Docker is a pretty established technology at this point and most people should know what it is. There are however important facts that everyone should know about. Let's see them.
Docker is not just a Container
In 2013, Docker introduced what would become the industry standard for
containers. For millions of developers today, Docker
is the standard way to build apps. However, Docker is much more than that command that you use on the terminal. Docker is a set of platform as a
service products that uses OS-level virtualization to deliver software
in packages called containers.
Today, apart from Docker (the containerization tool) Docker Inc (the company) offers:
- Docker Engine: an open source containerization technology for building and
containerizing your applications. Available for Linux and Windows.
- Docker Compose: a tool for running and orchestrating containers on a single host.
- Docker Swarm: A toolkit for orchestrating distributed systems at any scale. It
includes primitives for node discovery, raft-based consensus, task
scheduling and more
- Docker Desktop: tools to run Docker on Windows and Mac.
- Docker Hub: the public container registry
- Docker Registry: server side application that stores
and lets you distribute Docker images
- Docker Desktop Enterprise: offers enterprise tools for the desktop
- Docker Enterprise: a full set of tools for enterprise customers.
- Docker Universal Control Plane (UCP): a cluster management solution
- Docker Kubernetes Service: a full Kubernetes orchestration feature set
- Security Scans: available on Docker Enterprise.
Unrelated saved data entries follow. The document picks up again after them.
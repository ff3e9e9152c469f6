//! Linkwitz-Riley Crossover Network
//!
//! Splits audio into three bands (low / mid / high) with Linkwitz-Riley
//! 24dB/oct filters. The three bands sum back to a signal with flat
//! magnitude response; only the phase is rotated.
//!
//! ## How it works
//!
//! A Linkwitz-Riley filter is two cascaded 2-pole Butterworth sections
//! (damping R2 = √2). Each section is a trapezoidal (TPT) state-variable
//! filter, which stays stable under fast cutoff changes.
//!
//! The network uses five filters:
//!
//! ```text
//! input ─┬─ LP1(f1) ── AP2(f2) ──────────── low
//!        └─ HP1(f1) ─┬─ LP2(f2) ─────────── mid
//!                    └─ HP2(f2) ─────────── high
//! ```
//!
//! LP4 + HP4 at the same cutoff equals the 2nd-order all-pass at that
//! cutoff, so `mid + high = AP2(HP1(x))`. Passing the low band through AP2
//! puts all three bands on the same phase curve and the sum becomes
//! `AP(f1) · AP(f2) · x`, which has unity magnitude at every frequency.

use crate::types::{StereoBuffer, StereoSample, NUM_BANDS};

/// Damping of each Butterworth section (√2)
const R2: f64 = std::f64::consts::SQRT_2;

/// Lowest cutoff the filter will accept
const MIN_CUTOFF: f32 = 20.0;

/// Highest cutoff as a fraction of the sample rate (keeps tan() finite)
const MAX_CUTOFF_RATIO: f32 = 0.49;

/// Filter response
#[derive(Debug, Clone, Copy, PartialEq, Eq)]
pub enum FilterType {
    /// 24 dB/oct low-pass
    Lowpass,
    /// 24 dB/oct high-pass
    Highpass,
    /// 2nd-order all-pass (phase match of an LP4/HP4 pair)
    Allpass,
}

/// Linkwitz-Riley filter with independent state per channel
#[derive(Debug, Clone)]
pub struct LinkwitzRileyFilter {
    filter_type: FilterType,
    cutoff: f32,
    sample_rate: f32,
    // Coefficients
    g: f32,
    r2: f32,
    h: f32,
    // Integrator state per channel (left/right), first section
    s1: [f32; 2],
    s2: [f32; 2],
    // Second section (unused by the all-pass)
    s3: [f32; 2],
    s4: [f32; 2],
}

impl LinkwitzRileyFilter {
    pub fn new(filter_type: FilterType, cutoff: f32, sample_rate: f32) -> Self {
        let mut filter = Self {
            filter_type,
            cutoff,
            sample_rate,
            g: 0.0,
            r2: R2 as f32,
            h: 0.0,
            s1: [0.0; 2],
            s2: [0.0; 2],
            s3: [0.0; 2],
            s4: [0.0; 2],
        };
        filter.update_coefficients();
        filter
    }

    pub fn filter_type(&self) -> FilterType {
        self.filter_type
    }

    pub fn cutoff(&self) -> f32 {
        self.cutoff
    }

    /// Set the cutoff frequency in Hz
    ///
    /// A value equal to the current cutoff is a no-op: coefficients and
    /// state are left exactly as they were.
    pub fn set_cutoff(&mut self, cutoff: f32) {
        if cutoff == self.cutoff {
            return;
        }
        self.cutoff = cutoff;
        self.update_coefficients();
    }

    /// Change the sample rate. Clears all filter state.
    pub fn set_sample_rate(&mut self, sample_rate: f32) {
        self.sample_rate = sample_rate;
        self.update_coefficients();
        self.reset();
    }

    fn update_coefficients(&mut self) {
        let fc = self
            .cutoff
            .max(MIN_CUTOFF)
            .min(self.sample_rate * MAX_CUTOFF_RATIO) as f64;
        let g = (std::f64::consts::PI * fc / self.sample_rate as f64).tan();
        let h = 1.0 / (1.0 + R2 * g + g * g);
        self.g = g as f32;
        self.h = h as f32;
    }

    /// Process one sample on one channel (0 = left, 1 = right)
    #[inline]
    fn process_sample(&mut self, channel: usize, input: f32) -> f32 {
        let (g, r2, h) = (self.g, self.r2, self.h);

        let y_h = (input - (r2 + g) * self.s1[channel] - self.s2[channel]) * h;
        let y_b = g * y_h + self.s1[channel];
        self.s1[channel] = g * y_h + y_b;
        let y_l = g * y_b + self.s2[channel];
        self.s2[channel] = g * y_b + y_l;

        if self.filter_type == FilterType::Allpass {
            return y_l - r2 * y_b + y_h;
        }

        let x2 = match self.filter_type {
            FilterType::Lowpass => y_l,
            _ => y_h,
        };
        let y_h2 = (x2 - (r2 + g) * self.s3[channel] - self.s4[channel]) * h;
        let y_b2 = g * y_h2 + self.s3[channel];
        self.s3[channel] = g * y_h2 + y_b2;
        let y_l2 = g * y_b2 + self.s4[channel];
        self.s4[channel] = g * y_b2 + y_l2;

        match self.filter_type {
            FilterType::Lowpass => y_l2,
            _ => y_h2,
        }
    }

    /// Filter a block in place
    pub fn process(&mut self, samples: &mut [StereoSample]) {
        for sample in samples.iter_mut() {
            sample.left = self.process_sample(0, sample.left);
            sample.right = self.process_sample(1, sample.right);
        }
    }

    /// Clear all filter state
    pub fn reset(&mut self) {
        self.s1 = [0.0; 2];
        self.s2 = [0.0; 2];
        self.s3 = [0.0; 2];
        self.s4 = [0.0; 2];
    }
}

/// Three-band Linkwitz-Riley crossover
///
/// ## Usage
///
/// ```ignore
/// let mut crossover = CrossoverNetwork::new(48000.0);
/// crossover.set_frequencies(400.0, 2000.0);
///
/// // bands[0] = low, bands[1] = mid, bands[2] = high
/// crossover.split(input.as_slice(), &mut bands);
/// ```
#[derive(Debug, Clone)]
pub struct CrossoverNetwork {
    lp1: LinkwitzRileyFilter,
    hp1: LinkwitzRileyFilter,
    ap2: LinkwitzRileyFilter,
    lp2: LinkwitzRileyFilter,
    hp2: LinkwitzRileyFilter,
}

impl CrossoverNetwork {
    /// Default Low/Mid split in Hz
    pub const DEFAULT_LOW_MID: f32 = 400.0;
    /// Default Mid/High split in Hz
    pub const DEFAULT_MID_HIGH: f32 = 2000.0;

    pub fn new(sample_rate: f32) -> Self {
        let f1 = Self::DEFAULT_LOW_MID;
        let f2 = Self::DEFAULT_MID_HIGH;
        Self {
            lp1: LinkwitzRileyFilter::new(FilterType::Lowpass, f1, sample_rate),
            hp1: LinkwitzRileyFilter::new(FilterType::Highpass, f1, sample_rate),
            ap2: LinkwitzRileyFilter::new(FilterType::Allpass, f2, sample_rate),
            lp2: LinkwitzRileyFilter::new(FilterType::Lowpass, f2, sample_rate),
            hp2: LinkwitzRileyFilter::new(FilterType::Highpass, f2, sample_rate),
        }
    }

    /// Set both crossover points
    ///
    /// Filters only recompute coefficients for a frequency that changed.
    /// `low_mid < mid_high` is expected but not checked.
    pub fn set_frequencies(&mut self, low_mid: f32, mid_high: f32) {
        self.lp1.set_cutoff(low_mid);
        self.hp1.set_cutoff(low_mid);
        self.ap2.set_cutoff(mid_high);
        self.lp2.set_cutoff(mid_high);
        self.hp2.set_cutoff(mid_high);
    }

    /// Current (low_mid, mid_high) crossover frequencies
    pub fn frequencies(&self) -> (f32, f32) {
        (self.lp1.cutoff(), self.lp2.cutoff())
    }

    /// Change the sample rate. Clears all filter state.
    pub fn set_sample_rate(&mut self, sample_rate: f32) {
        for filter in self.filters_mut() {
            filter.set_sample_rate(sample_rate);
        }
    }

    /// Split `input` into the three band buffers
    ///
    /// Each band buffer takes the length of `input`; its capacity must
    /// already cover it.
    pub fn split(&mut self, input: &[StereoSample], bands: &mut [StereoBuffer; NUM_BANDS]) {
        let [low, mid, high] = bands;

        low.copy_from_slice(input);
        mid.copy_from_slice(input);

        // Path A: low band, phase-matched to the f2 split
        self.lp1.process(low.as_mut_slice());
        self.ap2.process(low.as_mut_slice());

        // Path B/C: everything above f1, split again at f2
        self.hp1.process(mid.as_mut_slice());
        high.copy_from(mid);
        self.lp2.process(mid.as_mut_slice());
        self.hp2.process(high.as_mut_slice());
    }

    /// Clear all filter state
    pub fn reset(&mut self) {
        for filter in self.filters_mut() {
            filter.reset();
        }
    }

    fn filters_mut(&mut self) -> [&mut LinkwitzRileyFilter; 5] {
        [
            &mut self.lp1,
            &mut self.hp1,
            &mut self.ap2,
            &mut self.lp2,
            &mut self.hp2,
        ]
    }
}

#[cfg(test)]
mod tests {
    use super::*;

    const SR: f32 = 48000.0;

    fn sine(freq: f32, len: usize) -> Vec<StereoSample> {
        (0..len)
            .map(|n| {
                let v = (2.0 * std::f64::consts::PI * freq as f64 * n as f64 / SR as f64).sin() as f32;
                StereoSample::mono(v * 0.5)
            })
            .collect()
    }

    fn band_buffers(len: usize) -> [StereoBuffer; NUM_BANDS] {
        std::array::from_fn(|_| StereoBuffer::with_capacity(len))
    }

    fn rms(samples: &[f32]) -> f64 {
        let sum: f64 = samples.iter().map(|&s| (s as f64).powi(2)).sum();
        (sum / samples.len() as f64).sqrt()
    }

    /// Split a signal and return the per-sample band sum (left channel)
    fn split_and_sum(network: &mut CrossoverNetwork, input: &[StereoSample]) -> Vec<f32> {
        let mut bands = band_buffers(input.len());
        network.split(input, &mut bands);
        (0..input.len())
            .map(|i| bands[0][i].left + bands[1][i].left + bands[2][i].left)
            .collect()
    }

    #[test]
    fn test_dc_sums_to_unity() {
        let mut network = CrossoverNetwork::new(SR);
        let input = vec![StereoSample::new(1.0, 1.0); 20000];
        let sum = split_and_sum(&mut network, &input);

        let last = sum[sum.len() - 1];
        assert!(
            (last - 1.0).abs() < 0.001,
            "LR24 bands should sum to unity after settling, got {}",
            last
        );
    }

    #[test]
    fn test_flat_reconstruction_across_spectrum() {
        // Every test tone completes a whole number of cycles in the window
        let len = 48000;
        let window = 24000..48000;

        for freq in [50.0, 200.0, 400.0, 1000.0, 2000.0, 5000.0, 12000.0] {
            let mut network = CrossoverNetwork::new(SR);
            network.set_frequencies(400.0, 2000.0);

            let input = sine(freq, len);
            let sum = split_and_sum(&mut network, &input);

            let input_left: Vec<f32> = input.iter().map(|s| s.left).collect();
            let ratio_db = 20.0
                * (rms(&sum[window.clone()]) / rms(&input_left[window.clone()])).log10();

            assert!(
                ratio_db.abs() < 0.1,
                "band sum at {} Hz deviates by {:.4} dB",
                freq,
                ratio_db
            );
        }
    }

    #[test]
    fn test_flat_reconstruction_at_range_edges() {
        // One second to settle, then one second (whole cycles) measured
        let pairs = [(20.0, 1000.0), (999.0, 1000.0), (999.0, 20000.0), (20.0, 20000.0)];

        for sr in [8000.0_f32, 44100.0, 48000.0] {
            let len = 2 * sr as usize;
            let window = sr as usize..len;

            for (low_mid, mid_high) in pairs {
                for freq in [30.0, 300.0, 1000.0, 3000.0] {
                    let mut network = CrossoverNetwork::new(sr);
                    network.set_frequencies(low_mid, mid_high);

                    let input: Vec<StereoSample> = (0..len)
                        .map(|n| {
                            let phase = 2.0 * std::f64::consts::PI * freq * n as f64 / sr as f64;
                            StereoSample::mono(0.5 * phase.sin() as f32)
                        })
                        .collect();
                    let sum = split_and_sum(&mut network, &input);

                    let input_left: Vec<f32> = input.iter().map(|s| s.left).collect();
                    let ratio_db = 20.0
                        * (rms(&sum[window.clone()]) / rms(&input_left[window.clone()])).log10();

                    assert!(
                        ratio_db.abs() < 0.1,
                        "{}/{} Hz at {} Hz: {} Hz tone deviates by {:.4} dB",
                        low_mid,
                        mid_high,
                        sr,
                        freq,
                        ratio_db
                    );
                }
            }
        }
    }

    #[test]
    fn test_bands_carry_their_range() {
        let len = 48000;
        let energy = |freq: f32| {
            let mut network = CrossoverNetwork::new(SR);
            let mut bands = band_buffers(len);
            network.split(&sine(freq, len), &mut bands);
            bands.map(|b| {
                let left: Vec<f32> = b.as_slice()[24000..].iter().map(|s| s.left).collect();
                rms(&left)
            })
        };

        let e = energy(60.0);
        assert!(e[0] > e[1] * 10.0 && e[0] > e[2] * 10.0, "60 Hz: {:?}", e);

        let e = energy(1000.0);
        assert!(e[1] > e[0] && e[1] > e[2], "1 kHz: {:?}", e);

        let e = energy(10000.0);
        assert!(e[2] > e[0] * 10.0 && e[2] > e[1] * 10.0, "10 kHz: {:?}", e);
    }

    #[test]
    fn test_unchanged_frequency_is_bit_identical() {
        let input = sine(1000.0, 4096);
        let mut steady = CrossoverNetwork::new(SR);
        let mut refreshed = CrossoverNetwork::new(SR);
        steady.set_frequencies(300.0, 3000.0);
        refreshed.set_frequencies(300.0, 3000.0);

        let mut a = band_buffers(512);
        let mut b = band_buffers(512);

        for block in input.chunks(512) {
            refreshed.set_frequencies(300.0, 3000.0);
            steady.split(block, &mut a);
            refreshed.split(block, &mut b);
            for band in 0..NUM_BANDS {
                assert_eq!(a[band].as_slice(), b[band].as_slice());
            }
        }
    }

    #[test]
    fn test_frequencies_and_reset() {
        let mut network = CrossoverNetwork::new(SR);
        assert_eq!(network.frequencies(), (400.0, 2000.0));

        network.set_frequencies(120.0, 8000.0);
        assert_eq!(network.frequencies(), (120.0, 8000.0));

        // After a reset the network behaves like a fresh one
        let input = sine(500.0, 1024);
        let mut fresh = network.clone();
        let mut bands = band_buffers(1024);
        network.split(&input, &mut bands);
        network.reset();
        fresh.reset();

        let mut a = band_buffers(1024);
        let mut b = band_buffers(1024);
        network.split(&input, &mut a);
        fresh.split(&input, &mut b);
        assert_eq!(a[1].as_slice(), b[1].as_slice());
    }

    #[test]
    fn test_cutoff_near_nyquist_stays_finite() {
        let mut filter = LinkwitzRileyFilter::new(FilterType::Highpass, 30000.0, 44100.0);
        let mut block = sine(1000.0, 256);
        filter.process(&mut block);
        assert!(block.iter().all(|s| s.left.is_finite() && s.right.is_finite()));
        assert_eq!(filter.cutoff(), 30000.0);
    }
}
The second most loved platform
Developers love Docker (the tool 😉). Docker was elected the second most loved platform according to StackOverflow's 2019 survey. In fact, the company has made huge contributions to the development ecosystem and is a bliss to use. Well deserved!
Images != Containers
A lot of people confuses this and interchangeability mix images and containers. The correct way to think about it is by using an Object-Oriented programming paradigm of Class/Instance. A Docker image is your class whereas the container is your instance. Continuing on the analogy with OO you can create multiple instances (containers) of your class (image)
.
As per
Docker themselves,
A container is a standard unit of software that packages up code and all
its dependencies so the application runs quickly and reliably from one
computing environment to another. A Docker container image is a
lightweight, standalone, executable package of software that includes
everything needed to run an application: code, runtime, system tools,
system libraries and settings.
Docker was once named dotCloud
What you know today as Docker
Inc., once was called dotCloud Inc.. dotCloud Inc. changed its name to Docker Inc. to grow the ecosystem by establishing Docker as a new
standard for containerization, an alternative approach to virtualization
which rapidly gained adoption. The project became one of the fastest-growing open source projects on
GitHub. Surely it worked!
Docker is neither the first nor the only tool to run containers
Docker is neither the first nor the only tool to run containers. In fact, one of the key technologies Docker is based of, the chroot syscall was released in 1979 for Unix v7. Next, the first known container technology was
FreeBSD jails (2000), Solaris Zones (2004),
LXC (2008) and
Google's mcty. However, Docker made significant contributions to the segment since the establishment of
Open Container Initiative (OCI) in 2015. Today the open standards allow tools such as
Podman to offer an equivalent
Docker CLI.
Containers are the new unit of deployment
In the past, applications included tens, and on some cases, hundreds of distinct business units and a huge number of lines of code. Developing, maintaining, deploying and even scaling out those big monoliths required a huge effort. Developers were frequently frustrated that their code would fail on production but would work locally. Containers alleviate this pain as they are deployed exactly as intended, are easier to deploy and can be easily scalable.
Containers run everywhere
Due to that fact that containers run on top of the container framework, they abstract the platform they're running in. That's a huge enhancement from the past where IT had to replicate the exact same setup on different environments. It also simplifies due to the fact that today you can deploy your images to your own datacenter, cloud service or even better, to a managed Kubernetes service with confidence that they'll run as they ran on your machine.
Docker Hub
Docker Hub is Docker's official container repository. Docker Hub is the most popular container registry in the world and one
of the catalysts for the enourmous growth of Docker and containers
themselves. Users and companies share their images online and everyone
can download and run these images as simple as running the
dock run command such as:
docker run -it alpine /bin/bash
Docker Hub is also the official repo for some of the world's most popular (and awesome!) technologies including:
Docker Hub Alternatives
But
Docker Hub's not the only container registry out there. Multiple vendors including AWS, Google, Microsoft and Red Hat have their offerings. Currently, the most popular alternatives to Docker Hub are
Google Container Registry (GCR),
Amazon Elastic Container Registry (ECR),
Azure Container Registry (ACR),
Quay
and
Red Hat Container Registry. All of them offer public and public repos.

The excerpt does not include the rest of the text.